Raw data:

• • • •

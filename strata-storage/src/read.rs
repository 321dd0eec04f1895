// Copyright ⓒ 2024-2025 Peter Morgan <peter.james.morgan@gmail.com>
//
// Licensed under the Apache License, Version 2.0 (the "License");
// you may not use this file except in compliance with the License.
// You may obtain a copy of the License at
//
// http://www.apache.org/licenses/LICENSE-2.0
//
// Unless required by applicable law or agreed to in writing, software
// distributed under the License is distributed on an "AS IS" BASIS,
// WITHOUT WARRANTIES OR CONDITIONS OF ANY KIND, either express or implied.
// See the License for the specific language governing permissions and
// limitations under the License.

use crate::{
    Error, ErrorCode, PartitionId, Result, index::Index, segment::LogReader,
};
use bytes::Bytes;
use tracing::debug;

/// Messages read from a partition.
#[derive(Clone, Debug, Default, Eq, Hash, Ord, PartialEq, PartialOrd)]
pub struct ReadResult {
    code: ErrorCode,
    messages: Vec<Bytes>,
    eop: bool,
}

impl ReadResult {
    pub(crate) fn error(code: ErrorCode) -> Self {
        Self {
            code,
            ..Default::default()
        }
    }

    pub fn code(&self) -> ErrorCode {
        self.code
    }

    pub fn is_ok(&self) -> bool {
        self.code.is_ok()
    }

    pub fn messages(&self) -> &[Bytes] {
        &self.messages
    }

    pub fn into_messages(self) -> Vec<Bytes> {
        self.messages
    }

    /// Whether the read reached the right index observed when it started.
    pub fn eop(&self) -> bool {
        self.eop
    }

    pub(crate) fn bytes(&self) -> usize {
        self.messages.iter().map(Bytes::len).sum()
    }
}

/// Read up to `max_messages` messages of at most `max_bytes` in total from
/// `from`, always returning the first message available.
pub(crate) fn read(
    index: &Index,
    log: &LogReader,
    partition: PartitionId,
    from: u64,
    max_messages: usize,
    max_bytes: usize,
) -> Result<ReadResult> {
    let right_index = index.right_index(partition)?;

    if from == right_index {
        return Ok(ReadResult {
            eop: true,
            ..Default::default()
        });
    }

    let entries = index.entries_from(partition, from, max_messages.max(1))?;

    let mut messages = Vec::new();
    let mut bytes = 0;
    let mut next = from;

    'entries: for entry in entries {
        if entry.index >= right_index {
            break;
        }

        let record = match log.read_record(entry.position) {
            Ok(record) => record,

            Err(Error::OutOfBounds { .. }) if entry.position < log.start()? => {
                debug!(partition, from, position = %entry.position, "retired");

                if !messages.is_empty() {
                    break;
                }

                return Err(Error::PositionOverflow {
                    partition,
                    index: from,
                    left_index: index.left_index(partition)?,
                    right_index,
                });
            }

            Err(error) => return Err(error),
        };
        let header = record.header();

        if header.partition != partition || header.index != entry.index {
            return Err(Error::Integrity {
                position: entry.position,
                reason: format!(
                    "index entry: {partition}/{}, record: {}/{}",
                    entry.index, header.partition, header.index
                ),
            });
        }

        let skip = usize::try_from(next - entry.index)?;

        for message in record.messages()?.into_iter().skip(skip) {
            if messages.len() >= max_messages
                || (!messages.is_empty() && bytes + message.len() > max_bytes)
            {
                break 'entries;
            }

            bytes += message.len();
            messages.push(message);
            next += 1;
        }
    }

    let eop = next >= right_index;
    debug!(partition, from, next, right_index, bytes, eop);

    Ok(ReadResult {
        code: ErrorCode::None,
        messages,
        eop,
    })
}

#[cfg(test)]
mod tests {
    use super::*;
    use crate::{
        index::IndexWriter,
        position::Position,
        record::Record,
        segment::{LogWriter, SegmentedLog},
    };
    use pretty_assertions::assert_eq;
    use tempfile::tempdir;

    fn append(log: &mut LogWriter, index: &mut IndexWriter, message: u64) -> Result<()> {
        let encoded = Record::builder()
            .partition(0)
            .index(message)
            .body(Bytes::from(format!("message-{message}")))
            .build()?
            .encode();

        let position = log.append(&encoded)?;

        index
            .append(0, message, position, u32::try_from(encoded.len())?, 1)
            .map(|_| ())
    }

    #[test]
    #[cfg_attr(miri, ignore)]
    fn retired_record_is_overflow() -> Result<()> {
        let dir = tempdir()?;

        let mut log = SegmentedLog::new(dir.path(), 64).create()?;
        let mut writer = IndexWriter::create(dir.path(), &[0])?;

        for message in 0..3 {
            append(&mut log, &mut writer, message)?;
        }

        _ = log.flush()?;

        let index = writer.index().clone();
        let reader = log.reader();

        assert_eq!(3, read(&index, &reader, 0, 0, 10, 1024)?.messages().len());

        let start = log.purge_before(log.position())?;
        assert_eq!(start, reader.start()?);
        assert_eq!(0, index.left_index(0)?);

        assert!(matches!(
            read(&index, &reader, 0, 0, 10, 1024),
            Err(Error::PositionOverflow {
                partition: 0,
                index: 0,
                left_index: 0,
                right_index: 3,
            })
        ));

        let tail = read(&index, &reader, 0, 2, 10, 1024)?;
        assert_eq!(
            vec![Bytes::from_static(b"message-2")],
            tail.messages().to_vec()
        );
        assert!(tail.eop());

        Ok(())
    }
}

• • • •

What the exercise asks: Out of the records, collect only those lines that contain the string "header".

Solution below:
        let header = record.header();
        if header.partition != partition || header.index != entry.index {
                    entry.index, header.partition, header.index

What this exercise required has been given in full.